Since the baby, Mum and Dad had been too busy to make me a hot breakfast even once. I burst into tears, wailing that they didn’t love me anymore.
The load eased when our grandparents arrived in New Zealand, and this little hiccup was forgotten. As soon as the month of con nement for mother and child ended, I pleaded to take you into school for Show and Tell. I was so proud to have a new little brother.
Nine years and four months is the gap between us. You were born in 1999, the Year of the Rabbit. Dad is also a rabbit. Mum and I are horses. In personality, though, I take after Dad: animated, gregarious, in constant motion. And you’re more like Mum: quiet, acquiescent, a content homebody. In pictures of Mum in her youth, when she had short hair, she looks exactly as you do now.
Our differences started out young. You were easy to raise. Obedient, staying exactly where you were left. Whereas at kindergarten in China, I scratched up a kid so badly they were taken to the hospital.

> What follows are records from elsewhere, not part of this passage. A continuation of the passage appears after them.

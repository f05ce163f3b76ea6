use sea_orm_migration::prelude::*;

#[derive(DeriveMigrationName)]
pub struct Migration;

#[derive(Iden)]
enum AccountClassifications {
    Table,
    Code,
    Name,
    Orientation,
    Custom,
}

#[derive(Iden)]
enum AccountGroups {
    Table,
    Code,
    Name,
    ClassificationCode,
    Custom,
}

#[derive(Iden)]
enum Accounts {
    Table,
    Code,
    Name,
    GroupCode,
    Deleted,
    Custom,
}

#[derive(Iden)]
enum FiscalYears {
    Table,
    Code,
    Fixed,
}

#[async_trait::async_trait]
impl MigrationTrait for Migration {
    async fn up(&self, manager: &SchemaManager) -> Result<(), DbErr> {
        manager
            .create_table(
                Table::create()
                    .table(AccountClassifications::Table)
                    .if_not_exists()
                    .col(
                        ColumnDef::new(AccountClassifications::Code)
                            .string()
                            .not_null()
                            .primary_key(),
                    )
                    .col(
                        ColumnDef::new(AccountClassifications::Name)
                            .string()
                            .not_null(),
                    )
                    .col(
                        ColumnDef::new(AccountClassifications::Orientation)
                            .string()
                            .not_null(),
                    )
                    .col(ColumnDef::new(AccountClassifications::Custom).string())
                    .to_owned(),
            )
            .await?;

        manager
            .create_table(
                Table::create()
                    .table(AccountGroups::Table)
                    .if_not_exists()
                    .col(
                        ColumnDef::new(AccountGroups::Code)
                            .string()
                            .not_null()
                            .primary_key(),
                    )
                    .col(ColumnDef::new(AccountGroups::Name).string().not_null())
                    .col(
                        ColumnDef::new(AccountGroups::ClassificationCode)
                            .string()
                            .not_null(),
                    )
                    .col(ColumnDef::new(AccountGroups::Custom).string())
                    .foreign_key(
                        ForeignKey::create()
                            .name("fk-account_groups-classification_code")
                            .from(AccountGroups::Table, AccountGroups::ClassificationCode)
                            .to(
                                AccountClassifications::Table,
                                AccountClassifications::Code,
                            ),
                    )
                    .to_owned(),
            )
            .await?;

        manager
            .create_table(
                Table::create()
                    .table(Accounts::Table)
                    .if_not_exists()
                    .col(
                        ColumnDef::new(Accounts::Code)
                            .string()
                            .not_null()
                            .primary_key(),
                    )
                    .col(ColumnDef::new(Accounts::Name).string().not_null())
                    .col(ColumnDef::new(Accounts::GroupCode).string().not_null())
                    .col(
                        ColumnDef::new(Accounts::Deleted)
                            .boolean()
                            .not_null()
                            .default(false),
                    )
                    .col(ColumnDef::new(Accounts::Custom).string())
                    .foreign_key(
                        ForeignKey::create()
                            .name("fk-accounts-group_code")
                            .from(Accounts::Table, Accounts::GroupCode)
                            .to(AccountGroups::Table, AccountGroups::Code),
                    )
                    .to_owned(),
            )
            .await?;

        manager
            .create_index(
                Index::create()
                    .name("idx-accounts-group_code")
                    .table(Accounts::Table)
                    .col(Accounts::GroupCode)
                    .to_owned(),
            )
            .await?;

        manager
            .create_table(
                Table::create()
                    .table(FiscalYears::Table)
                    .if_not_exists()
                    .col(
                        ColumnDef::new(FiscalYears::Code)
                            .string()
                            .not_null()
                            .primary_key(),
                    )
                    .col(
                        ColumnDef::new(FiscalYears::Fixed)
                            .boolean()
                            .not_null()
                            .default(false),
                    )
                    .to_owned(),
            )
            .await?;

        Ok(())
    }

    async fn down(&self, manager: &SchemaManager) -> Result<(), DbErr> {
        manager
            .drop_table(Table::drop().table(FiscalYears::Table).to_owned())
            .await?;
        manager
            .drop_table(Table::drop().table(Accounts::Table).to_owned())
            .await?;
        manager
            .drop_table(Table::drop().table(AccountGroups::Table).to_owned())
            .await?;
        manager
            .drop_table(Table::drop().table(AccountClassifications::Table).to_owned())
            .await?;
        Ok(())
    }
}
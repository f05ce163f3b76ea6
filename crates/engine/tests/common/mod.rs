use chrono::{DateTime, TimeZone, Utc};
use sea_orm::{ConnectionTrait, Database, DatabaseConnection, Statement};

use engine::{CreateJournalCmd, Engine, JournalSaveCmd, SaveResult};
use migration::MigratorTrait;

pub async fn engine_with_db() -> (Engine, DatabaseConnection) {
    let db = Database::connect("sqlite::memory:").await.unwrap();
    migration::Migrator::up(&db, None).await.unwrap();
    seed_reference_data(&db).await;
    let engine = Engine::builder()
        .database(db.clone())
        .build()
        .await
        .unwrap();
    (engine, db)
}

/// A small chart of accounts: four classifications, one group each (two for
/// expenses' sake), and a handful of accounts, plus two open fiscal years.
async fn seed_reference_data(db: &DatabaseConnection) {
    let backend = db.get_database_backend();

    for (code, name, orientation) in [
        ("100", "資産", "L"),
        ("300", "負債", "R"),
        ("400", "収益", "R"),
        ("500", "費用", "L"),
    ] {
        db.execute(Statement::from_sql_and_values(
            backend,
            "INSERT INTO account_classifications (code, name, orientation) VALUES (?, ?, ?)",
            vec![code.into(), name.into(), orientation.into()],
        ))
        .await
        .unwrap();
    }

    for (code, name, classification) in [
        ("110", "流動資産", "100"),
        ("310", "流動負債", "300"),
        ("410", "売上", "400"),
        ("510", "販売管理費", "500"),
    ] {
        db.execute(Statement::from_sql_and_values(
            backend,
            "INSERT INTO account_groups (code, name, classification_code) VALUES (?, ?, ?)",
            vec![code.into(), name.into(), classification.into()],
        ))
        .await
        .unwrap();
    }

    for (code, name, group, deleted) in [
        ("1101", "現金", "110", false),
        ("1102", "普通預金", "110", false),
        ("3101", "買掛金", "310", false),
        ("4101", "売上高", "410", false),
        ("5101", "仕入", "510", false),
        ("5102", "旅費交通費", "510", false),
        ("9101", "旧口座", "110", true),
    ] {
        db.execute(Statement::from_sql_and_values(
            backend,
            "INSERT INTO accounts (code, name, group_code, deleted) VALUES (?, ?, ?, ?)",
            vec![code.into(), name.into(), group.into(), deleted.into()],
        ))
        .await
        .unwrap();
    }

    db.execute(Statement::from_sql_and_values(
        backend,
        "UPDATE accounts SET custom = ? WHERE code = ?",
        vec![r#"{"page":1}"#.into(), "4101".into()],
    ))
    .await
    .unwrap();

    for (code, fixed) in [("2021", false), ("2022", false), ("2020", true)] {
        db.execute(Statement::from_sql_and_values(
            backend,
            "INSERT INTO fiscal_years (code, fixed) VALUES (?, ?)",
            vec![code.into(), fixed.into()],
        ))
        .await
        .unwrap();
    }
}

#[allow(dead_code)]
pub fn ts(year: i32, month: u32, day: u32) -> DateTime<Utc> {
    Utc.with_ymd_and_hms(year, month, day, 9, 0, 0).unwrap()
}

/// Post a balanced two-sided entry and return its id.
#[allow(dead_code)]
pub async fn post_entry(
    engine: &Engine,
    nendo: &str,
    date: &str,
    debit: &str,
    credit: &str,
    amount: i64,
) -> i64 {
    let cmd = CreateJournalCmd::Entry(JournalSaveCmd::new(
        nendo, date, debit, amount, credit, amount,
    ));
    match engine.create_journal(&cmd, ts(2021, 4, 1)).await.unwrap() {
        SaveResult::Saved(id) => id,
        SaveResult::Rejected(violations) => panic!("unexpected rejection: {violations:?}"),
    }
}
//! The module contains the error the engine can throw.
//!
//! Validation problems are **not** errors: they are returned as data (see
//! [`SaveResult::Rejected`]) so the caller can show every violation at once.
//! [`EngineError`] covers infrastructure and lookup faults only.
//!
//! [`SaveResult::Rejected`]: crate::SaveResult::Rejected
use sea_orm::DbErr;
use thiserror::Error;

/// Engine custom errors.
#[derive(Error, Debug)]
pub enum EngineError {
    #[error("\"{0}\" not found!")]
    NotFound(String),
    #[error("account classification \"{0}\" not found!")]
    ClassificationNotFound(String),
    #[error("Invalid argument: {0}")]
    InvalidArgument(String),
    #[error(transparent)]
    Database(#[from] DbErr),
}

impl PartialEq for EngineError {
    fn eq(&self, other: &Self) -> bool {
        match (self, other) {
            (Self::NotFound(a), Self::NotFound(b)) => a == b,
            (Self::ClassificationNotFound(a), Self::ClassificationNotFound(b)) => a == b,
            (Self::InvalidArgument(a), Self::InvalidArgument(b)) => a == b,
            (Self::Database(a), Self::Database(b)) => a.to_string() == b.to_string(),
            _ => false,
        }
    }
}
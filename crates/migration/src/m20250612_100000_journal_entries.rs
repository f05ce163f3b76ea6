use sea_orm_migration::prelude::*;

#[derive(DeriveMigrationName)]
pub struct Migration;

#[derive(Iden)]
enum JournalEntries {
    Table,
    Id,
    Nendo,
    Date,
    DebitCode,
    DebitAmount,
    CreditCode,
    CreditAmount,
    Note,
    Checked,
    Deleted,
    CreatedAt,
    UpdatedAt,
}

#[async_trait::async_trait]
impl MigrationTrait for Migration {
    async fn up(&self, manager: &SchemaManager) -> Result<(), DbErr> {
        manager
            .create_table(
                Table::create()
                    .table(JournalEntries::Table)
                    .if_not_exists()
                    .col(
                        ColumnDef::new(JournalEntries::Id)
                            .big_integer()
                            .not_null()
                            .auto_increment()
                            .primary_key(),
                    )
                    .col(ColumnDef::new(JournalEntries::Nendo).string().not_null())
                    .col(ColumnDef::new(JournalEntries::Date).string().not_null())
                    .col(
                        ColumnDef::new(JournalEntries::DebitCode)
                            .string()
                            .not_null(),
                    )
                    .col(
                        ColumnDef::new(JournalEntries::DebitAmount)
                            .big_integer()
                            .not_null(),
                    )
                    .col(
                        ColumnDef::new(JournalEntries::CreditCode)
                            .string()
                            .not_null(),
                    )
                    .col(
                        ColumnDef::new(JournalEntries::CreditAmount)
                            .big_integer()
                            .not_null(),
                    )
                    .col(ColumnDef::new(JournalEntries::Note).string())
                    .col(
                        ColumnDef::new(JournalEntries::Checked)
                            .boolean()
                            .not_null()
                            .default(false),
                    )
                    .col(
                        ColumnDef::new(JournalEntries::Deleted)
                            .boolean()
                            .not_null()
                            .default(false),
                    )
                    .col(
                        ColumnDef::new(JournalEntries::CreatedAt)
                            .timestamp()
                            .not_null(),
                    )
                    .col(
                        ColumnDef::new(JournalEntries::UpdatedAt)
                            .timestamp()
                            .not_null(),
                    )
                    .to_owned(),
            )
            .await?;

        manager
            .create_index(
                Index::create()
                    .name("idx-journal_entries-nendo-date")
                    .table(JournalEntries::Table)
                    .col(JournalEntries::Nendo)
                    .col(JournalEntries::Date)
                    .to_owned(),
            )
            .await?;

        manager
            .create_index(
                Index::create()
                    .name("idx-journal_entries-debit_code")
                    .table(JournalEntries::Table)
                    .col(JournalEntries::DebitCode)
                    .to_owned(),
            )
            .await?;

        manager
            .create_index(
                Index::create()
                    .name("idx-journal_entries-credit_code")
                    .table(JournalEntries::Table)
                    .col(JournalEntries::CreditCode)
                    .to_owned(),
            )
            .await?;

        Ok(())
    }

    async fn down(&self, manager: &SchemaManager) -> Result<(), DbErr> {
        manager
            .drop_table(Table::drop().table(JournalEntries::Table).to_owned())
            .await?;
        Ok(())
    }
}
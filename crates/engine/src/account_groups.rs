//! Account groups ("kamoku"), the middle rollup level between individual
//! accounts and their classification.

use sea_orm::entity::prelude::*;
use serde::{Deserialize, Serialize};

#[derive(Clone, Debug, PartialEq, Eq, Serialize, Deserialize)]
pub struct AccountGroup {
    pub code: String,
    pub name: String,
    pub classification_code: String,
    pub custom: Option<serde_json::Value>,
}

#[derive(Clone, Debug, PartialEq, DeriveEntityModel)]
#[sea_orm(table_name = "account_groups")]
pub struct Model {
    #[sea_orm(primary_key, auto_increment = false)]
    pub code: String,
    pub name: String,
    pub classification_code: String,
    pub custom: Option<String>,
}

#[derive(Copy, Clone, Debug, EnumIter, DeriveRelation)]
pub enum Relation {
    #[sea_orm(
        belongs_to = "super::classifications::Entity",
        from = "Column::ClassificationCode",
        to = "super::classifications::Column::Code",
        on_update = "NoAction",
        on_delete = "NoAction"
    )]
    AccountClassifications,
    #[sea_orm(has_many = "super::accounts::Entity")]
    Accounts,
}

impl Related<super::classifications::Entity> for Entity {
    fn to() -> RelationDef {
        Relation::AccountClassifications.def()
    }
}

impl Related<super::accounts::Entity> for Entity {
    fn to() -> RelationDef {
        Relation::Accounts.def()
    }
}

impl ActiveModelBehavior for ActiveModel {}

impl From<Model> for AccountGroup {
    fn from(model: Model) -> Self {
        Self {
            code: model.code,
            name: model.name,
            classification_code: model.classification_code,
            custom: model
                .custom
                .as_deref()
                .and_then(|raw| serde_json::from_str(raw).ok()),
        }
    }
}
mod common;

use common::{engine_with_db, post_entry, ts};
use engine::{
    BreakdownRequest, BreakdownSide, EngineError, Granularity, JournalUpdateCmd, TimeUnit,
};

fn request(
    classification: &str,
    granularity: Granularity,
    side: BreakdownSide,
    time_unit: TimeUnit,
) -> BreakdownRequest {
    BreakdownRequest {
        nendo: "2021".to_string(),
        classification_code: classification.to_string(),
        granularity,
        side,
        time_unit,
    }
}

#[tokio::test]
async fn net_equals_credit_sum_when_no_debit_postings() {
    let (engine, _db) = engine_with_db().await;
    post_entry(&engine, "2021", "20210410", "1101", "4101", 50000).await;
    post_entry(&engine, "2021", "20210515", "1102", "4101", 30000).await;

    let response = engine
        .aggregate_breakdown(&[
            request("400", Granularity::Account, BreakdownSide::Net, TimeUnit::Annual),
            request(
                "400",
                Granularity::Account,
                BreakdownSide::Credit,
                TimeUnit::Annual,
            ),
        ])
        .await
        .unwrap();

    assert_eq!(response.annual.len(), 2);
    let net = &response.annual[0];
    let credit = &response.annual[1];
    assert_eq!(net.request.side, BreakdownSide::Net);
    assert_eq!(net.totals.len(), 1);
    assert_eq!(net.totals[0].code, "4101");
    assert_eq!(net.totals[0].value, 80000);
    assert_eq!(net.totals, credit.totals);
}

#[tokio::test]
async fn annual_total_equals_sum_of_monthly_values() {
    let (engine, _db) = engine_with_db().await;
    let amounts = [50000, 60000, 55000, 52000, 58000, 65000, 70000, 75000];
    for (offset, amount) in amounts.iter().enumerate() {
        let month = 4 + offset as u32;
        post_entry(
            &engine,
            "2021",
            &format!("2021{month:02}10"),
            "5101",
            "1101",
            *amount,
        )
        .await;
    }

    let response = engine
        .aggregate_breakdown(&[
            request("500", Granularity::Account, BreakdownSide::Debit, TimeUnit::Month),
            request(
                "500",
                Granularity::Account,
                BreakdownSide::Debit,
                TimeUnit::Annual,
            ),
        ])
        .await
        .unwrap();

    assert_eq!(response.monthly.len(), 1);
    assert_eq!(response.annual.len(), 1);

    let series = &response.monthly[0].series;
    assert_eq!(series.len(), 1);
    assert_eq!(series[0].code, "5101");
    assert_eq!(series[0].name, "仕入");
    assert_eq!(series[0].months.len(), amounts.len());
    let monthly_sum: i64 = series[0].months.iter().map(|point| point.value).sum();

    let totals = &response.annual[0].totals;
    assert_eq!(totals.len(), 1);
    assert_eq!(totals[0].value, 485000);
    assert_eq!(totals[0].value, monthly_sum);
}

#[tokio::test]
async fn unknown_classification_fails_the_whole_batch() {
    let (engine, _db) = engine_with_db().await;
    post_entry(&engine, "2021", "20210410", "1101", "4101", 50000).await;

    let err = engine
        .aggregate_breakdown(&[
            request("400", Granularity::Account, BreakdownSide::Credit, TimeUnit::Annual),
            request("999", Granularity::Account, BreakdownSide::Credit, TimeUnit::Annual),
        ])
        .await
        .unwrap_err();

    assert_eq!(err, EngineError::ClassificationNotFound("999".to_string()));
}

#[tokio::test]
async fn net_signs_follow_the_classification_orientation() {
    let (engine, _db) = engine_with_db().await;
    // 現金 takes 10000 in and pays 4000 out; 普通預金 only pays out.
    post_entry(&engine, "2021", "20210410", "1101", "4101", 10000).await;
    post_entry(&engine, "2021", "20210412", "5101", "1101", 4000).await;
    post_entry(&engine, "2021", "20210415", "5101", "1102", 2000).await;

    let response = engine
        .aggregate_breakdown(&[request(
            "100",
            Granularity::Account,
            BreakdownSide::Net,
            TimeUnit::Annual,
        )])
        .await
        .unwrap();

    let totals = &response.annual[0].totals;
    assert_eq!(totals.len(), 2);
    assert_eq!(totals[0].code, "1101");
    assert_eq!(totals[0].value, 6000);
    // Appears even though it only ever shows up on the credit side.
    assert_eq!(totals[1].code, "1102");
    assert_eq!(totals[1].value, -2000);
    assert_eq!(totals[1].name, "普通預金");
}

#[tokio::test]
async fn group_granularity_merges_sibling_accounts() {
    let (engine, _db) = engine_with_db().await;
    post_entry(&engine, "2021", "20210410", "5101", "1101", 3000).await;
    post_entry(&engine, "2021", "20210411", "5102", "1101", 1200).await;

    let response = engine
        .aggregate_breakdown(&[
            request(
                "500",
                Granularity::AccountGroup,
                BreakdownSide::Debit,
                TimeUnit::Annual,
            ),
            request(
                "500",
                Granularity::Classification,
                BreakdownSide::Debit,
                TimeUnit::Annual,
            ),
        ])
        .await
        .unwrap();

    let by_group = &response.annual[0].totals;
    assert_eq!(by_group.len(), 1);
    assert_eq!(by_group[0].code, "510");
    assert_eq!(by_group[0].name, "販売管理費");
    assert_eq!(by_group[0].value, 4200);

    let by_classification = &response.annual[1].totals;
    assert_eq!(by_classification.len(), 1);
    assert_eq!(by_classification[0].code, "500");
    assert_eq!(by_classification[0].name, "費用");
    assert_eq!(by_classification[0].value, 4200);
}

#[tokio::test]
async fn months_without_data_are_omitted() {
    let (engine, _db) = engine_with_db().await;
    post_entry(&engine, "2021", "20210410", "1101", "4101", 50000).await;
    post_entry(&engine, "2021", "20210620", "1101", "4101", 20000).await;

    let response = engine
        .aggregate_breakdown(&[request(
            "400",
            Granularity::Account,
            BreakdownSide::Credit,
            TimeUnit::Month,
        )])
        .await
        .unwrap();

    let series = &response.monthly[0].series;
    assert_eq!(series.len(), 1);
    let months: Vec<(&str, i64)> = series[0]
        .months
        .iter()
        .map(|point| (point.month.as_str(), point.value))
        .collect();
    assert_eq!(months, vec![("202104", 50000), ("202106", 20000)]);
}

#[tokio::test]
async fn custom_reference_fields_ride_along() {
    let (engine, _db) = engine_with_db().await;
    post_entry(&engine, "2021", "20210410", "1101", "4101", 50000).await;

    let response = engine
        .aggregate_breakdown(&[request(
            "400",
            Granularity::Account,
            BreakdownSide::Credit,
            TimeUnit::Annual,
        )])
        .await
        .unwrap();

    let totals = &response.annual[0].totals;
    assert_eq!(totals[0].custom, Some(serde_json::json!({"page": 1})));
}

#[tokio::test]
async fn soft_deleted_entries_do_not_aggregate() {
    let (engine, _db) = engine_with_db().await;
    post_entry(&engine, "2021", "20210410", "1101", "4101", 50000).await;
    let removed = post_entry(&engine, "2021", "20210411", "1101", "4101", 9999).await;
    engine
        .update_journal(&JournalUpdateCmd::new(removed).deleted(true), ts(2021, 4, 12))
        .await
        .unwrap();

    let response = engine
        .aggregate_breakdown(&[request(
            "400",
            Granularity::Account,
            BreakdownSide::Credit,
            TimeUnit::Annual,
        )])
        .await
        .unwrap();

    assert_eq!(response.annual[0].totals[0].value, 50000);
}

#[tokio::test]
async fn other_fiscal_years_stay_out_of_the_rollup() {
    let (engine, _db) = engine_with_db().await;
    post_entry(&engine, "2021", "20210410", "1101", "4101", 50000).await;
    post_entry(&engine, "2022", "20220410", "1101", "4101", 70000).await;

    let response = engine
        .aggregate_breakdown(&[request(
            "400",
            Granularity::Account,
            BreakdownSide::Credit,
            TimeUnit::Annual,
        )])
        .await
        .unwrap();

    assert_eq!(response.annual[0].totals[0].value, 50000);
}
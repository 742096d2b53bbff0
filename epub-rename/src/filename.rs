//! Destination filename construction.

use once_cell::sync::Lazy;
use regex::Regex;

/// Longest stem kept before the extension is appended
const MAX_STEM_CHARS: usize = 254;

static WHITESPACE_RUN: Lazy<Regex> = Lazy::new(|| Regex::new(r"\s+").unwrap());

/// Anything that is not a letter, number, underscore, hyphen, dot or whitespace.
/// Combining marks are not word characters here, so decomposed accents drop.
static DISALLOWED: Lazy<Regex> = Lazy::new(|| Regex::new(r"[^-\p{L}\p{N}_.\s]").unwrap());

/// Build `"{title} - {author}.{extension}"` with unsafe characters removed.
///
/// Whitespace runs collapse to one space, the stem is cut to 254 characters
/// and the extension is appended unchanged.
pub fn sanitize(title: &str, author: &str, extension: &str) -> String {
    let mut name = clean_stem(&format!("{} - {}", title, author));

    if !extension.is_empty() {
        name.push('.');
        name.push_str(extension);
    }

    name
}

fn clean_stem(stem: &str) -> String {
    let collapsed = WHITESPACE_RUN.replace_all(stem, " ");
    let cleaned = DISALLOWED.replace_all(collapsed.trim(), "");
    cleaned.chars().take(MAX_STEM_CHARS).collect()
}

/// Drop words listed in `stopwords` (case-insensitive) from a title
pub fn strip_stopwords(title: &str, stopwords: &[String]) -> String {
    title
        .split_whitespace()
        .filter(|word| {
            let lower = word.to_lowercase();
            !stopwords.iter().any(|s| s.to_lowercase() == lower)
        })
        .collect::<Vec<_>>()
        .join(" ")
}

The only real discipline you received was a trick that Mum used to play when you were a toddler reluctant to go to bed. She would tell you that a family of tigers shared our house. They were a family like ours, with a mum, a dad and two cubs. As evening fell, they left the forests where they hunted during the day and headed to our lounge to make their beds for the night. In the morning, Mum would get up early and chase them back outside. Such was our agreement with the tiger family. I was a natural co-conspirator. Sometimes you would hear this story, pout, and ask, “为什么姐姐不去睡觉?” | “Why does older sister not have to sleep?”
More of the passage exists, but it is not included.